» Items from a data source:
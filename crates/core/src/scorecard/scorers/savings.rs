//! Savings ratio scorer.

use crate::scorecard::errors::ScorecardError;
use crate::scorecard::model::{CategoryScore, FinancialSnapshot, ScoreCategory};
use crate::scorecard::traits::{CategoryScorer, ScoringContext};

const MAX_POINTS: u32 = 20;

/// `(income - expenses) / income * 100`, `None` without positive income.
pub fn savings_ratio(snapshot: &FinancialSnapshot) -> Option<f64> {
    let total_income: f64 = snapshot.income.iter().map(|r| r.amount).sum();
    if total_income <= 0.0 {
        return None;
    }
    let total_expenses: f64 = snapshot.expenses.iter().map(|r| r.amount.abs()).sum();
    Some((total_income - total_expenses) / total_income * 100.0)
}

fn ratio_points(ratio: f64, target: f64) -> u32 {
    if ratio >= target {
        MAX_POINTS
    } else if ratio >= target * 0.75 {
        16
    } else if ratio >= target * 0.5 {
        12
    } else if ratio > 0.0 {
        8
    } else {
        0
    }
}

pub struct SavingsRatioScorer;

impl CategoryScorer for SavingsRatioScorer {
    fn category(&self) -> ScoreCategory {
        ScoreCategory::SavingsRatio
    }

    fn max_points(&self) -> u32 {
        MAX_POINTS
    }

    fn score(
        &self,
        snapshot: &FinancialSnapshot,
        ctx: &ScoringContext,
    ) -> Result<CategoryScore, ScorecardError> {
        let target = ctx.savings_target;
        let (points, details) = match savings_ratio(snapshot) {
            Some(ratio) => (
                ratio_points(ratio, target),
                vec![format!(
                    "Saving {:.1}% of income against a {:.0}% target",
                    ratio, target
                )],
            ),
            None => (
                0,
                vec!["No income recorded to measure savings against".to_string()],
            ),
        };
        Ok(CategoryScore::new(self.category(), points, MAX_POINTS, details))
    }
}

--

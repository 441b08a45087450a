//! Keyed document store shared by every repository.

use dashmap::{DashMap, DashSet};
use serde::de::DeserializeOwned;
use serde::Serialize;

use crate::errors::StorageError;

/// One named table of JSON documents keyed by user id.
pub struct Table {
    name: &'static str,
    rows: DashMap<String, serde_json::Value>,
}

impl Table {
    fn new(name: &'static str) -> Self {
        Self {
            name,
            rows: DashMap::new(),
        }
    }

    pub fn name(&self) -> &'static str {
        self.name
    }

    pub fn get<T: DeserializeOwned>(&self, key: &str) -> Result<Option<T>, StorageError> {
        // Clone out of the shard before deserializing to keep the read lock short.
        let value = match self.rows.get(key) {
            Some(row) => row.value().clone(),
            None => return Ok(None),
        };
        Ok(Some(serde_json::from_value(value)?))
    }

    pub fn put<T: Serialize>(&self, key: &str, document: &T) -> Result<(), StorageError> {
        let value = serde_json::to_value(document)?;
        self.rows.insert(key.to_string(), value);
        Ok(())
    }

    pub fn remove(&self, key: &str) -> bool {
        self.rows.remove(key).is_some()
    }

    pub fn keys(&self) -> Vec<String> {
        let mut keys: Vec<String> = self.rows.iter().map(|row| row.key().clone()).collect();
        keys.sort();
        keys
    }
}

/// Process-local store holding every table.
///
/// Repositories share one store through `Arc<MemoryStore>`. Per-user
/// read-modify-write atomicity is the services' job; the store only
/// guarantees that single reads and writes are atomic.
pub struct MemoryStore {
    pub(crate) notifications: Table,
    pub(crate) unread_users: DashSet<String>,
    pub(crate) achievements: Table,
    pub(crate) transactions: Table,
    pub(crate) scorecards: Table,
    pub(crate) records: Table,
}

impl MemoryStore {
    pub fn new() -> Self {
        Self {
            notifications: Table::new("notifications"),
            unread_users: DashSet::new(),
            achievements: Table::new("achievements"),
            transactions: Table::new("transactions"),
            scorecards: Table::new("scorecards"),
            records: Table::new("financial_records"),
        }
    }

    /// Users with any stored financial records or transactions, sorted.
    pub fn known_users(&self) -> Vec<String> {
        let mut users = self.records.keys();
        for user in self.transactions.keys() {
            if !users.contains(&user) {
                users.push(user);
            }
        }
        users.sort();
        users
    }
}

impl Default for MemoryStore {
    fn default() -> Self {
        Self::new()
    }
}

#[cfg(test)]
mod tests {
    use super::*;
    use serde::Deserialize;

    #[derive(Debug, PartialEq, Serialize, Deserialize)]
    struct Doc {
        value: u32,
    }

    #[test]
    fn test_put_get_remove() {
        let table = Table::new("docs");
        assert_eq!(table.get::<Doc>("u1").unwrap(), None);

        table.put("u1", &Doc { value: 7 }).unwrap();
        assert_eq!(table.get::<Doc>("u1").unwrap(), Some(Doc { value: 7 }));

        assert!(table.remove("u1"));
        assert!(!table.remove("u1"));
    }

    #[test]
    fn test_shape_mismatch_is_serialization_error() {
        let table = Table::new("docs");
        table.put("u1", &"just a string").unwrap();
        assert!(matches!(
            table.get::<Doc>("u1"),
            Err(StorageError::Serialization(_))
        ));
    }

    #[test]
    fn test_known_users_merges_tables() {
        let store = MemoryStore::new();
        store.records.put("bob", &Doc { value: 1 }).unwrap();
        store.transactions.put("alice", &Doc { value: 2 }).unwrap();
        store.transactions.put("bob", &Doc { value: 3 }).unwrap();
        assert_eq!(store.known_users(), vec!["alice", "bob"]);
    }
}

» Task: Where the word "DeserializeOwned" shows up in a line of the entries above, copy that line.

» Task answer:
use serde::de::DeserializeOwned;
    pub fn get<T: DeserializeOwned>(&self, key: &str) -> Result<Option<T>, StorageError> {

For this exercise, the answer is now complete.